*The problem*
Line tally for the word "model": count the lines below that contain it and reply with the number alone.

*Records provided*
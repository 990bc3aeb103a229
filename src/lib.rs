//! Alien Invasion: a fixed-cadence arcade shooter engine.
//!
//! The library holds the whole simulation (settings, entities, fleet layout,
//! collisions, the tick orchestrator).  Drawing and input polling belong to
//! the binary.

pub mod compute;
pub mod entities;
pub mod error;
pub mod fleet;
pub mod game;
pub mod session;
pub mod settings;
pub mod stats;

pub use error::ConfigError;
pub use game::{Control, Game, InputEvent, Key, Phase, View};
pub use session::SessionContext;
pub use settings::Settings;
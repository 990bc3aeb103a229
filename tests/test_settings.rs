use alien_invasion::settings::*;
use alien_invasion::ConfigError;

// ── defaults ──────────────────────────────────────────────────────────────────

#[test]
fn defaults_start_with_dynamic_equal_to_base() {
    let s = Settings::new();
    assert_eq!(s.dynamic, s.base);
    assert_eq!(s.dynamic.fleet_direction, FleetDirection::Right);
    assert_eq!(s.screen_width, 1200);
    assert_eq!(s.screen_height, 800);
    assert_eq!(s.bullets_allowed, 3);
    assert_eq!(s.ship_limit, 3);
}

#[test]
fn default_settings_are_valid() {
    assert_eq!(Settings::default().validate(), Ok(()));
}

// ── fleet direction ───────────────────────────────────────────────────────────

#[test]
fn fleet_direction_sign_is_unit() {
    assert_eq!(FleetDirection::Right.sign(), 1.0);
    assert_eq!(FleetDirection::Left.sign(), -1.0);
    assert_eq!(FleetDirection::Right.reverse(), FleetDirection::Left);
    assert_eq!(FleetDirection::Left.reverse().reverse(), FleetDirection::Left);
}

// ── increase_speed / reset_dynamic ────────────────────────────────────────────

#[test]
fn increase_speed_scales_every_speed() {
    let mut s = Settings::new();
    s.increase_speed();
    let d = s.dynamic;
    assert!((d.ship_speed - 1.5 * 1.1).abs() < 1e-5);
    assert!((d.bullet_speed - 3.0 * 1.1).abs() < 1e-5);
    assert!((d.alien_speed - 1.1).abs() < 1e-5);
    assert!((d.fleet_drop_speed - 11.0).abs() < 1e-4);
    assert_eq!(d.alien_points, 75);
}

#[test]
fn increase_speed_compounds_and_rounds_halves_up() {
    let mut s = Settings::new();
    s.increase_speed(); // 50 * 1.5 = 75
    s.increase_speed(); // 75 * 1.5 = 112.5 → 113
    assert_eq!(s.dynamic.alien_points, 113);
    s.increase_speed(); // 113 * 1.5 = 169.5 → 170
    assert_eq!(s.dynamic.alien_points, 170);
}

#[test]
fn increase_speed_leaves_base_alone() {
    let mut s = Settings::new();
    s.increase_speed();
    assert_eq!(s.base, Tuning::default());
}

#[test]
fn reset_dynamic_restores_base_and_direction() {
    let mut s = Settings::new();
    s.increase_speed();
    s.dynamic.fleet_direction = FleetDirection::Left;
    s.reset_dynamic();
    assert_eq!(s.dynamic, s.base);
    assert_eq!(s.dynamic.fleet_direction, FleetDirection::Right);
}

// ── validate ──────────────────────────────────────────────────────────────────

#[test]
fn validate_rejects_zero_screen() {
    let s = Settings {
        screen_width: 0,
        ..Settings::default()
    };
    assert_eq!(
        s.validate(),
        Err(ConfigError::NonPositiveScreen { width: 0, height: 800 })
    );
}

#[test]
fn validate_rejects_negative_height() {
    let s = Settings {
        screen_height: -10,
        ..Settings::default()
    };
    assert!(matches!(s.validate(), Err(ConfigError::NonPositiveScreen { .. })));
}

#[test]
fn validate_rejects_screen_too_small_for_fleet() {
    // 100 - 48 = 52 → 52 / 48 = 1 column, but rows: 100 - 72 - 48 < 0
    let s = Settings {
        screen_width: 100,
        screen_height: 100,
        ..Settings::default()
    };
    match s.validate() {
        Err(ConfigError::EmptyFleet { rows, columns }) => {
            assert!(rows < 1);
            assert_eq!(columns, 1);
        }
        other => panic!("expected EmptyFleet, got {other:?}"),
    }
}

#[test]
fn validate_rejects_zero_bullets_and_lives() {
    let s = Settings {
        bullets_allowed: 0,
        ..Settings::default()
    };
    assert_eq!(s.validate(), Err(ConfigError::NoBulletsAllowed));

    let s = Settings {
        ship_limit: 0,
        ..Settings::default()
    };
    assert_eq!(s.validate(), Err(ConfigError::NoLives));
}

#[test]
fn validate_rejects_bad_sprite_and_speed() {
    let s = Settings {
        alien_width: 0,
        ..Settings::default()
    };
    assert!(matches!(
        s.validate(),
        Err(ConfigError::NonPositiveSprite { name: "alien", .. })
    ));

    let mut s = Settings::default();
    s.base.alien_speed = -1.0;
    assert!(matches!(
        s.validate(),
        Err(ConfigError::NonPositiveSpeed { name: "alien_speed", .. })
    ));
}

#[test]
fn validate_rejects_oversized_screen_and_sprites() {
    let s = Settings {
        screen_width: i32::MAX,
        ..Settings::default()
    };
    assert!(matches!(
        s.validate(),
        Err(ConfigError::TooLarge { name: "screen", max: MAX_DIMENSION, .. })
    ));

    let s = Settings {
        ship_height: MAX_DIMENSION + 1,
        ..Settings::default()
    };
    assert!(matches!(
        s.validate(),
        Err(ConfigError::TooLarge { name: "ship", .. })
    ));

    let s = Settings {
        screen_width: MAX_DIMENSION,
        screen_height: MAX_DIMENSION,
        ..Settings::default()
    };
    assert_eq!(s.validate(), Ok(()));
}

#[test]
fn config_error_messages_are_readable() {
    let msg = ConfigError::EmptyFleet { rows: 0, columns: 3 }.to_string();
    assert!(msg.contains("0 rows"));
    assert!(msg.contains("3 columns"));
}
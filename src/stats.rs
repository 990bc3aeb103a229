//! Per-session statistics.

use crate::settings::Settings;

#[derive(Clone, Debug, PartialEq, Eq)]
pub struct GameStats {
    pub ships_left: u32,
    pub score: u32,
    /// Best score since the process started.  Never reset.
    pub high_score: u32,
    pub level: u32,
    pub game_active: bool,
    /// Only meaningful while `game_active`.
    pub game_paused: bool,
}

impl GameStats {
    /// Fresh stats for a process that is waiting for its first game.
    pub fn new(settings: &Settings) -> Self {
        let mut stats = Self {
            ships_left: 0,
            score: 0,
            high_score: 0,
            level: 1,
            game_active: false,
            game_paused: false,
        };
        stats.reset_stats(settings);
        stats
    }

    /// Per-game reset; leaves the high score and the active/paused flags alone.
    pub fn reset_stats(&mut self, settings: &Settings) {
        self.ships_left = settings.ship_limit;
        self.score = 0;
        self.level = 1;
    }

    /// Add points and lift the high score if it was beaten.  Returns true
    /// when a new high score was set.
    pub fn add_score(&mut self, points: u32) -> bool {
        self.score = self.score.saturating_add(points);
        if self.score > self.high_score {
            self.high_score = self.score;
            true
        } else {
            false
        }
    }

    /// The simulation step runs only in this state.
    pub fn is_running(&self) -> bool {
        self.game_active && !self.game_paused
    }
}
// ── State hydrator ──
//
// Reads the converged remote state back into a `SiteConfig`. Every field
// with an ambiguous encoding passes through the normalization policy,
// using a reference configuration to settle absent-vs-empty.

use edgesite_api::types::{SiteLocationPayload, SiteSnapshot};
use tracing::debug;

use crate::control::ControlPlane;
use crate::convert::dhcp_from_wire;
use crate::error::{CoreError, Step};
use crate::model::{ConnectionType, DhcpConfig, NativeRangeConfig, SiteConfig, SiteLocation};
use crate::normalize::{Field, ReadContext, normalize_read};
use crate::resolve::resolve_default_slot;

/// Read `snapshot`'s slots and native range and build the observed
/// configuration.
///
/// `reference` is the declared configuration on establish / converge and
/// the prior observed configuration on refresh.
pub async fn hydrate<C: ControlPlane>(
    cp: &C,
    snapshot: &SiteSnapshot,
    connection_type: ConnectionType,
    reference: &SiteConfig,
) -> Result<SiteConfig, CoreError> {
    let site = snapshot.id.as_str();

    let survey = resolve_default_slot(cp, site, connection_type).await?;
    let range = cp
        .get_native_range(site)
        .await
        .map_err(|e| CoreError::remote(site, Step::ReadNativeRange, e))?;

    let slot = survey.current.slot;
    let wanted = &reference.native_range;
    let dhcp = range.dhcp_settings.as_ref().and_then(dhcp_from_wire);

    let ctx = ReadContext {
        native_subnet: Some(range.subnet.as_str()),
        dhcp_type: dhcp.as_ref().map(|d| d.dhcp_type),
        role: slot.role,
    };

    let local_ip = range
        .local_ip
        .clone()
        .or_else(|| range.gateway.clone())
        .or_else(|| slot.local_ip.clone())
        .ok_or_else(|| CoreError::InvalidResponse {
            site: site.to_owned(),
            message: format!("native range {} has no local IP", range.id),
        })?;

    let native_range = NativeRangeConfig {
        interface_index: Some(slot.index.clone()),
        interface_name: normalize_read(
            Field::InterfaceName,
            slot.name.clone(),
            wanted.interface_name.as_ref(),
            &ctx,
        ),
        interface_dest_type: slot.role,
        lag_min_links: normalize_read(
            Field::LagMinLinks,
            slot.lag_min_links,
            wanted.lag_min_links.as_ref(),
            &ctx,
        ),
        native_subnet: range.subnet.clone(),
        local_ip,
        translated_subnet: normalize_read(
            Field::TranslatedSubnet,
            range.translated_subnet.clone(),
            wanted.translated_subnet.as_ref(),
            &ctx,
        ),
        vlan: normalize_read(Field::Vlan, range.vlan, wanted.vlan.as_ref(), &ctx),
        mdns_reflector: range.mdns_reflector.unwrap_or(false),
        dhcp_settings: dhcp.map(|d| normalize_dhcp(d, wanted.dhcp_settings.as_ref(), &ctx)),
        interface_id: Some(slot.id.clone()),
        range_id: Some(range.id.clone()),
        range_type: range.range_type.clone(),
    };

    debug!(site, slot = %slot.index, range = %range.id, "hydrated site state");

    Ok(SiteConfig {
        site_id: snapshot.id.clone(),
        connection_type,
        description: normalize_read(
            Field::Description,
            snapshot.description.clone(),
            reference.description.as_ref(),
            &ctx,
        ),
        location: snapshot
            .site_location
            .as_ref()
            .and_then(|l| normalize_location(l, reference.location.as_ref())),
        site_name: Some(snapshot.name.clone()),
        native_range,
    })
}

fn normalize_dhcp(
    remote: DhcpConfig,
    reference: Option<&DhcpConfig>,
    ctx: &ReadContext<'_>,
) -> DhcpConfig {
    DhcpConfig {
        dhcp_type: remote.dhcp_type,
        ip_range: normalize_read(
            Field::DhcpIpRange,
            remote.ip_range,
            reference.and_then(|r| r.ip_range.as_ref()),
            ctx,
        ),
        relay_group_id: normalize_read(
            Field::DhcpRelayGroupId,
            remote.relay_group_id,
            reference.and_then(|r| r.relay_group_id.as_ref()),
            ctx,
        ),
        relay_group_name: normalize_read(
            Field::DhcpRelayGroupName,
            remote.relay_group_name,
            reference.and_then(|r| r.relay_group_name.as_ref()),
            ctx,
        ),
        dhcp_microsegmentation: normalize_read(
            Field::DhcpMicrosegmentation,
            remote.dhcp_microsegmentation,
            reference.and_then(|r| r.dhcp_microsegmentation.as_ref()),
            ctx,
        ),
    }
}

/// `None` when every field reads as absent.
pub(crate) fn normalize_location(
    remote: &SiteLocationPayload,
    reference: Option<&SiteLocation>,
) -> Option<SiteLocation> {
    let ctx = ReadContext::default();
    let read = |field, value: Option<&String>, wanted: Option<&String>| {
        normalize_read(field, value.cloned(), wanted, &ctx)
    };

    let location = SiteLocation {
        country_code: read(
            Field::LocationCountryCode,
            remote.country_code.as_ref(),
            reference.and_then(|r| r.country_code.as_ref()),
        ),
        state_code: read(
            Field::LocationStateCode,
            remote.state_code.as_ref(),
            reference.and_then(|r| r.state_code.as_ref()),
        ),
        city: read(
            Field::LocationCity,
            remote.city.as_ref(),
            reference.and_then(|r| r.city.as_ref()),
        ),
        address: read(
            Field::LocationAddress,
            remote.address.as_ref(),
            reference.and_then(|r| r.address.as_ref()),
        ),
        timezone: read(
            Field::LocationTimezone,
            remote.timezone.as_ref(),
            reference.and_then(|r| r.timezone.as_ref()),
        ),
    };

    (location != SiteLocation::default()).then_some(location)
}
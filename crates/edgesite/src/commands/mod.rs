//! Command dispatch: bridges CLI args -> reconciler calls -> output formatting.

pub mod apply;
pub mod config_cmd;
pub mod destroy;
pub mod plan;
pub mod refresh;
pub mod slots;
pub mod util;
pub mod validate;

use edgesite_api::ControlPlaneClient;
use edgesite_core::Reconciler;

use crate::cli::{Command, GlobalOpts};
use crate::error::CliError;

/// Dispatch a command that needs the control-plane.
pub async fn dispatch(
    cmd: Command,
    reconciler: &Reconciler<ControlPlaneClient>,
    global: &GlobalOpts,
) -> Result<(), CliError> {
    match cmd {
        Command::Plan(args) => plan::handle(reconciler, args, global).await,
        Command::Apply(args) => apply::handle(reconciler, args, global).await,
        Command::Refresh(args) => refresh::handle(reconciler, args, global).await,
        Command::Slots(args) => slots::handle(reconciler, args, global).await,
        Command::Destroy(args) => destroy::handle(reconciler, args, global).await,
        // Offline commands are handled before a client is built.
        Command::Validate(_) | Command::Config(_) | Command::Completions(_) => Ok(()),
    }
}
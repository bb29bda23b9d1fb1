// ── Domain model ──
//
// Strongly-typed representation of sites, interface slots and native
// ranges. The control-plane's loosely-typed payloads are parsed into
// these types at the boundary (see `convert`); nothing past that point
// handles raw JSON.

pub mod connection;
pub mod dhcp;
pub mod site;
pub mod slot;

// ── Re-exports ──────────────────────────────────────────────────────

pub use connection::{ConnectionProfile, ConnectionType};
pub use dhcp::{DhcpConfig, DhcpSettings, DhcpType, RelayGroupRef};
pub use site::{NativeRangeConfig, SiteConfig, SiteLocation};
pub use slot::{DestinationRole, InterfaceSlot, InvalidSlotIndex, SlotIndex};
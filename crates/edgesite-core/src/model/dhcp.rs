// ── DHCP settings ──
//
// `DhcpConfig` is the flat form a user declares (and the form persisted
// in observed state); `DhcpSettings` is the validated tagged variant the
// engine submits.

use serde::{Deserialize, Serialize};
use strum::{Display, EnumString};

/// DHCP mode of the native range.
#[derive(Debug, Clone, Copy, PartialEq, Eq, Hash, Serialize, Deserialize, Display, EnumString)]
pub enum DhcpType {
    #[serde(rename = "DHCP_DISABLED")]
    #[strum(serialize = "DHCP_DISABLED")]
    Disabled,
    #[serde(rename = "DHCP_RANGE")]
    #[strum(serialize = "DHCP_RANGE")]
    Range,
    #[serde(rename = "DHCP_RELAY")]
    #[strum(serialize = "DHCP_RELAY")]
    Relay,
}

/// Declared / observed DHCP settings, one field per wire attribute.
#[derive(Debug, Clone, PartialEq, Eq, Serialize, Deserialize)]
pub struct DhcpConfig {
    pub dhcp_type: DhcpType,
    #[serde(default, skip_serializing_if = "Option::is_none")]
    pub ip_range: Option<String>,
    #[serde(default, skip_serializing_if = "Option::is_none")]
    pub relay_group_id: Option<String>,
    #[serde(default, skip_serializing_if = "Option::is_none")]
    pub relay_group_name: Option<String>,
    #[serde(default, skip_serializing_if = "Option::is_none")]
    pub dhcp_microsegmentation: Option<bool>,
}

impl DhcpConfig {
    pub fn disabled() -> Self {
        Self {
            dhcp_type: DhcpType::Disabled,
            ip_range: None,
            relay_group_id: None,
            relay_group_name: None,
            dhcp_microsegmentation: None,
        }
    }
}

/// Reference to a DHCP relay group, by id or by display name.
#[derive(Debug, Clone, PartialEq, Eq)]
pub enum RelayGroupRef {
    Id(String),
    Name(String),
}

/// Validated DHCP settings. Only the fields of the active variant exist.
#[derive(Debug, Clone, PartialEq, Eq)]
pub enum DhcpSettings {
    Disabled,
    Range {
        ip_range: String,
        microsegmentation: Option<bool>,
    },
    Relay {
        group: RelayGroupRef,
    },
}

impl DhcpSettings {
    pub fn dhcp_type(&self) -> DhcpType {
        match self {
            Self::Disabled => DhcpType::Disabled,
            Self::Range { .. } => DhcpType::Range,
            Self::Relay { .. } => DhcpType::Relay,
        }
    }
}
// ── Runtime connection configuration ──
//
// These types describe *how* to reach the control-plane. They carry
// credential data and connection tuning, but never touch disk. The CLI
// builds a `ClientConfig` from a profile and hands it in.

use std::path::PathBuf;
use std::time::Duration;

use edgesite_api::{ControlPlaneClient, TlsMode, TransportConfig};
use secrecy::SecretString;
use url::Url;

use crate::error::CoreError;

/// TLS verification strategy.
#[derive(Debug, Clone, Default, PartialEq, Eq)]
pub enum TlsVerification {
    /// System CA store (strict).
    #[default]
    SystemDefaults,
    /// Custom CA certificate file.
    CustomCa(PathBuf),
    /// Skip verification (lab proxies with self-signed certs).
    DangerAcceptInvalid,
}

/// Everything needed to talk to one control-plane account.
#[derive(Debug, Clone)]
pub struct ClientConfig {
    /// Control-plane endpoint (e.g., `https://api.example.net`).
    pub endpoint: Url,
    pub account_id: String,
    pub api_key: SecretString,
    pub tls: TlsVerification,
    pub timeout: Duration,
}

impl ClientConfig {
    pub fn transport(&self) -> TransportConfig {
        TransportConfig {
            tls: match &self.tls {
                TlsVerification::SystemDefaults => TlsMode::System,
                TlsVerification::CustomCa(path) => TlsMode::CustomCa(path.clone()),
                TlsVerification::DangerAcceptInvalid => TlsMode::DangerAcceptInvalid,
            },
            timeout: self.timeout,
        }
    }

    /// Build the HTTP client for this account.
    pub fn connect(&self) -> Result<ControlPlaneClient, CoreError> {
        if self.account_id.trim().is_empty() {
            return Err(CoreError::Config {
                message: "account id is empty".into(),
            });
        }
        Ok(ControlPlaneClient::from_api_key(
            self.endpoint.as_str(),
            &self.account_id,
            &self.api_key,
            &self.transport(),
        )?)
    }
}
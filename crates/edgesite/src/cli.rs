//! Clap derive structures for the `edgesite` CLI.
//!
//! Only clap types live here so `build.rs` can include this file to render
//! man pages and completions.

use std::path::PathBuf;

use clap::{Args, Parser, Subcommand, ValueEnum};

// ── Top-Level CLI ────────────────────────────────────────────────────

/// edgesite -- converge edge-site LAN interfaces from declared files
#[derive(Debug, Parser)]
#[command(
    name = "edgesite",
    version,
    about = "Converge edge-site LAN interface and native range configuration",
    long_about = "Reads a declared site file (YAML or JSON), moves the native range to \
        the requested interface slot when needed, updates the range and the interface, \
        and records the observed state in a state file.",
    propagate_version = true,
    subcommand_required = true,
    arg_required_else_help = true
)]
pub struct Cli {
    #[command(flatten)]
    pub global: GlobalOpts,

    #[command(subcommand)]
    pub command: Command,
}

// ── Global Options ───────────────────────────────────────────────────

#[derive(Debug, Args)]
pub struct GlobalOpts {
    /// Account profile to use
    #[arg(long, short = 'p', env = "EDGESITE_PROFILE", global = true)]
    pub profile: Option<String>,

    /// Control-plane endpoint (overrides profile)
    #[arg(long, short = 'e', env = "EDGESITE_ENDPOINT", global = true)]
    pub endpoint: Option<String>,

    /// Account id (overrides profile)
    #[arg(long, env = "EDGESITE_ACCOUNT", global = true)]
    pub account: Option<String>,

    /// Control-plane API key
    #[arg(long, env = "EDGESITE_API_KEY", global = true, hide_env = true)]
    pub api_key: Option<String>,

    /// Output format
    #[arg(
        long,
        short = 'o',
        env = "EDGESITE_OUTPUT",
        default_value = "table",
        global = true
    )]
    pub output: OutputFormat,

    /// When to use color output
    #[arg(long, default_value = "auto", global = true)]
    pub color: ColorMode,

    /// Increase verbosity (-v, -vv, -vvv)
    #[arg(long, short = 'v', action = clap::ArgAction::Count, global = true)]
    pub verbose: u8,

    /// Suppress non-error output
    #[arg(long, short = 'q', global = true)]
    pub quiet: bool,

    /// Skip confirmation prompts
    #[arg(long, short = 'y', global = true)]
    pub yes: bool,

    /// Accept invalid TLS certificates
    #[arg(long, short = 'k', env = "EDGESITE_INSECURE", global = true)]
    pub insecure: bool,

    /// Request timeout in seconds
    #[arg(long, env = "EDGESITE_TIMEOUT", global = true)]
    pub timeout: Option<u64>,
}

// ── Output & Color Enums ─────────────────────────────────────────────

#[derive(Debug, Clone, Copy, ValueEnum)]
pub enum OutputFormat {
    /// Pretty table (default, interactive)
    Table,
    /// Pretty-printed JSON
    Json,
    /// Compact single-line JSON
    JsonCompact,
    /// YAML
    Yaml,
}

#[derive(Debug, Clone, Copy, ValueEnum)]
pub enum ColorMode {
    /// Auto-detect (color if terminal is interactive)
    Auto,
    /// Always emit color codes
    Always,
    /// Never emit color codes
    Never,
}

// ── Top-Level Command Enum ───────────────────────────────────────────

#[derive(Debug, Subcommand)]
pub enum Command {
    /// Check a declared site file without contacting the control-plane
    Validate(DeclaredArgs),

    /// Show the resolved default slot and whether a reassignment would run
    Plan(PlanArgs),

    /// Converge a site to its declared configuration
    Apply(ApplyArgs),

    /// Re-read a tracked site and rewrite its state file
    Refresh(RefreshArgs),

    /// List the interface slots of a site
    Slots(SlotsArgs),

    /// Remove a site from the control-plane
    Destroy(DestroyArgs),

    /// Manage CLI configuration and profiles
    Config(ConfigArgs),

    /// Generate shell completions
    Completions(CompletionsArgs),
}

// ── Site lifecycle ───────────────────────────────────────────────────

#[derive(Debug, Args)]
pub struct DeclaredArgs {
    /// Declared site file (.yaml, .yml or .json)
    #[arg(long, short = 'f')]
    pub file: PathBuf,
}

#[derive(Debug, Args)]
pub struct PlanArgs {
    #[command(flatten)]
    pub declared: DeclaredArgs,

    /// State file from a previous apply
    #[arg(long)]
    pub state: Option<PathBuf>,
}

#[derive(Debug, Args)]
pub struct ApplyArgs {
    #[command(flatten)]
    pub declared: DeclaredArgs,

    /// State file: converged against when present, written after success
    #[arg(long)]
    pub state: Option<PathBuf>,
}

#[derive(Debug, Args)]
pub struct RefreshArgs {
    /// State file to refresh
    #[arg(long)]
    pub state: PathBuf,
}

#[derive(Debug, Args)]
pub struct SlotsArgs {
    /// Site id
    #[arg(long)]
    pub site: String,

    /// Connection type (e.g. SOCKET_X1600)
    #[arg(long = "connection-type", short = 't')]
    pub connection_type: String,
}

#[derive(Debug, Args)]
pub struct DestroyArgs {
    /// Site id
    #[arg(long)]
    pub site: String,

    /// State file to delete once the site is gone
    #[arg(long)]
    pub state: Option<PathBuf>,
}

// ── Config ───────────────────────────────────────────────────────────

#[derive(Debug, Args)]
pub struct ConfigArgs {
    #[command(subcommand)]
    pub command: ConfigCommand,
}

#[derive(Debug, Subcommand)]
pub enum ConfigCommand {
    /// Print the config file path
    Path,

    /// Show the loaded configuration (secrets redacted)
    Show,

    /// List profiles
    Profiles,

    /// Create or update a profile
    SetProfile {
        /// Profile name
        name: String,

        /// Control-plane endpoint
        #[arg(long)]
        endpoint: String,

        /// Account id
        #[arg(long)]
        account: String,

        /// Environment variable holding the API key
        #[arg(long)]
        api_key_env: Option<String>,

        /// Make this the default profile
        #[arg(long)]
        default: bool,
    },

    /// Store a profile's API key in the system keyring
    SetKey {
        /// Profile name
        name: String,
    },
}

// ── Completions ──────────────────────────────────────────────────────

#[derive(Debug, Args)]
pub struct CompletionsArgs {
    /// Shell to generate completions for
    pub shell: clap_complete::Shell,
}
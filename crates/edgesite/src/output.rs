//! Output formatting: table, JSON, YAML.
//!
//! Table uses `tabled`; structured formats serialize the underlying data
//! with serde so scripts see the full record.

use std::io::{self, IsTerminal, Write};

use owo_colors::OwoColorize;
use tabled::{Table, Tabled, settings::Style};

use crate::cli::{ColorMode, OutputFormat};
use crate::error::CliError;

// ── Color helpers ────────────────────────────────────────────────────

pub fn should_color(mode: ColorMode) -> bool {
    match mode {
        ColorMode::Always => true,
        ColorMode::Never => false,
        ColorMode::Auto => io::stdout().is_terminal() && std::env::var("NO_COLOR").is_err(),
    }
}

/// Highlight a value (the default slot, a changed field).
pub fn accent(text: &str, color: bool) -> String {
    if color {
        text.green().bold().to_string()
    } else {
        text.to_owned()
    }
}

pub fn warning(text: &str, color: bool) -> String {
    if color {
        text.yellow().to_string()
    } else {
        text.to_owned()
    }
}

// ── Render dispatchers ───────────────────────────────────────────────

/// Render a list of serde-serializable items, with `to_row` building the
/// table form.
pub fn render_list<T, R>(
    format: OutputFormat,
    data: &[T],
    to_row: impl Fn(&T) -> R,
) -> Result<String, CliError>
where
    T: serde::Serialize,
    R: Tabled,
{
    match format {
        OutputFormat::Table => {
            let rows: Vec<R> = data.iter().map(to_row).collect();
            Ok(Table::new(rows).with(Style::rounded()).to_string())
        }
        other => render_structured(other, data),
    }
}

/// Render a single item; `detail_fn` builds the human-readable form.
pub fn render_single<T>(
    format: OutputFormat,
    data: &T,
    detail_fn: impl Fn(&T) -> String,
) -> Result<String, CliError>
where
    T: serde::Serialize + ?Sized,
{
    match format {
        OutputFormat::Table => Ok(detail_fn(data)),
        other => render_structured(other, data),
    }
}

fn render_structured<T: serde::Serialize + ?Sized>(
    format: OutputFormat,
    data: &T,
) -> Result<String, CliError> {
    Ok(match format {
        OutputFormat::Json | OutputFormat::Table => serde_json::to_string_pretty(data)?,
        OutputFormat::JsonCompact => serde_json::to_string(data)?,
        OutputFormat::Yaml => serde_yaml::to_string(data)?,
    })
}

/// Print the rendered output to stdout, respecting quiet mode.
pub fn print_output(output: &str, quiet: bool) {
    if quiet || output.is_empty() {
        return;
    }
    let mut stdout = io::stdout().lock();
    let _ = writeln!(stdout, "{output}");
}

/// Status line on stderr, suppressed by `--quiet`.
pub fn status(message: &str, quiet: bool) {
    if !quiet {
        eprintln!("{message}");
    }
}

*Your response*
3